*** Opening of Given data ***

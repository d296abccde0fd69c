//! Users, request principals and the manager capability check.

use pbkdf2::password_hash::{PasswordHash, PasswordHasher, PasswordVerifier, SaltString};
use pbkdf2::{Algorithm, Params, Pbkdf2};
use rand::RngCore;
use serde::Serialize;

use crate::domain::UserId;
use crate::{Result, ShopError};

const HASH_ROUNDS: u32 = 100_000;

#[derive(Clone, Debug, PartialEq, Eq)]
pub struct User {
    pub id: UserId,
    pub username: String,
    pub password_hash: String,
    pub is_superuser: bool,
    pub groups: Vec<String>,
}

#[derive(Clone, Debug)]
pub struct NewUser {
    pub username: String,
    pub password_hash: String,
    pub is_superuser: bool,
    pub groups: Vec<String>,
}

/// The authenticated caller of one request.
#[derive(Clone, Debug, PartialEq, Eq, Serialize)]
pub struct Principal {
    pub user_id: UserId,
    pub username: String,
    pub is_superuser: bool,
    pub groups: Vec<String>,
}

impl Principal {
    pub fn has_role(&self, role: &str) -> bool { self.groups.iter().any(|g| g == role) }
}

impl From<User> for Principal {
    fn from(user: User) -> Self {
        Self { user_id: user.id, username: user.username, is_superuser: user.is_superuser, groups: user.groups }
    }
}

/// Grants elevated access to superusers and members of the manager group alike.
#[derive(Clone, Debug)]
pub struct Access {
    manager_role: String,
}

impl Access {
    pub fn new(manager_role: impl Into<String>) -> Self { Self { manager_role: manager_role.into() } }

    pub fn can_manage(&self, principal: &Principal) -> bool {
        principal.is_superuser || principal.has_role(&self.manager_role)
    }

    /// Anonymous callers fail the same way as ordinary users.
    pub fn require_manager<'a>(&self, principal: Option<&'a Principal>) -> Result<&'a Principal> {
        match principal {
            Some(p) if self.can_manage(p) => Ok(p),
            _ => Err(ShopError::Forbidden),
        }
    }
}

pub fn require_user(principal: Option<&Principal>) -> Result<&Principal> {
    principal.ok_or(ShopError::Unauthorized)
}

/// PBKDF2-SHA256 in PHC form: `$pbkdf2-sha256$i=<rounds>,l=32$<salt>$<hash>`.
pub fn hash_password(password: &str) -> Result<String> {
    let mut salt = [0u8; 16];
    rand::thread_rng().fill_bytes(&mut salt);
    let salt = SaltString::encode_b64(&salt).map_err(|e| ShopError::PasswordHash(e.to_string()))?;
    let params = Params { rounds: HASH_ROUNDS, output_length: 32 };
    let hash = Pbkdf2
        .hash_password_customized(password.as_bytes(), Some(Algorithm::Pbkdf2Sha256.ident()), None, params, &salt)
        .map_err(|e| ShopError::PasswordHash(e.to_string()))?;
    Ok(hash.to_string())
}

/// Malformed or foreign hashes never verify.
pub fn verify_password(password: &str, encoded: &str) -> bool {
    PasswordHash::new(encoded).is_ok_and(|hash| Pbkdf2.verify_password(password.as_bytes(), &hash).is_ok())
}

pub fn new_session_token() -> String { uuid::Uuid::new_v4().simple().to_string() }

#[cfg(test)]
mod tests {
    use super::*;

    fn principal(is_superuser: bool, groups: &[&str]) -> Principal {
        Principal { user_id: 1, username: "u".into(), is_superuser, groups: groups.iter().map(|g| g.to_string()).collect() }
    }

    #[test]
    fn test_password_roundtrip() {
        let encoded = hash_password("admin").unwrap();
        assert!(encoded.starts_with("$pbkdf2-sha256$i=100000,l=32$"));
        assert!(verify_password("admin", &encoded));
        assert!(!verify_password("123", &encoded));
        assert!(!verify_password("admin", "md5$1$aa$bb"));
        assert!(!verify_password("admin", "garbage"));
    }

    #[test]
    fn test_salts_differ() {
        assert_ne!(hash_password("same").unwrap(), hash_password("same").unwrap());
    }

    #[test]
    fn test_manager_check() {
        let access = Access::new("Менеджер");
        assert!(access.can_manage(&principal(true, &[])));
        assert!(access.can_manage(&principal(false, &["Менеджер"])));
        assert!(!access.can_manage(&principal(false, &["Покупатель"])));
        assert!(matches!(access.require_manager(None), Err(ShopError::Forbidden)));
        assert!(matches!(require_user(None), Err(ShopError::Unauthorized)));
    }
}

*** Close of Given data ***

Looking at the material above, state the number of lines holding the word "admin", and only that number.

4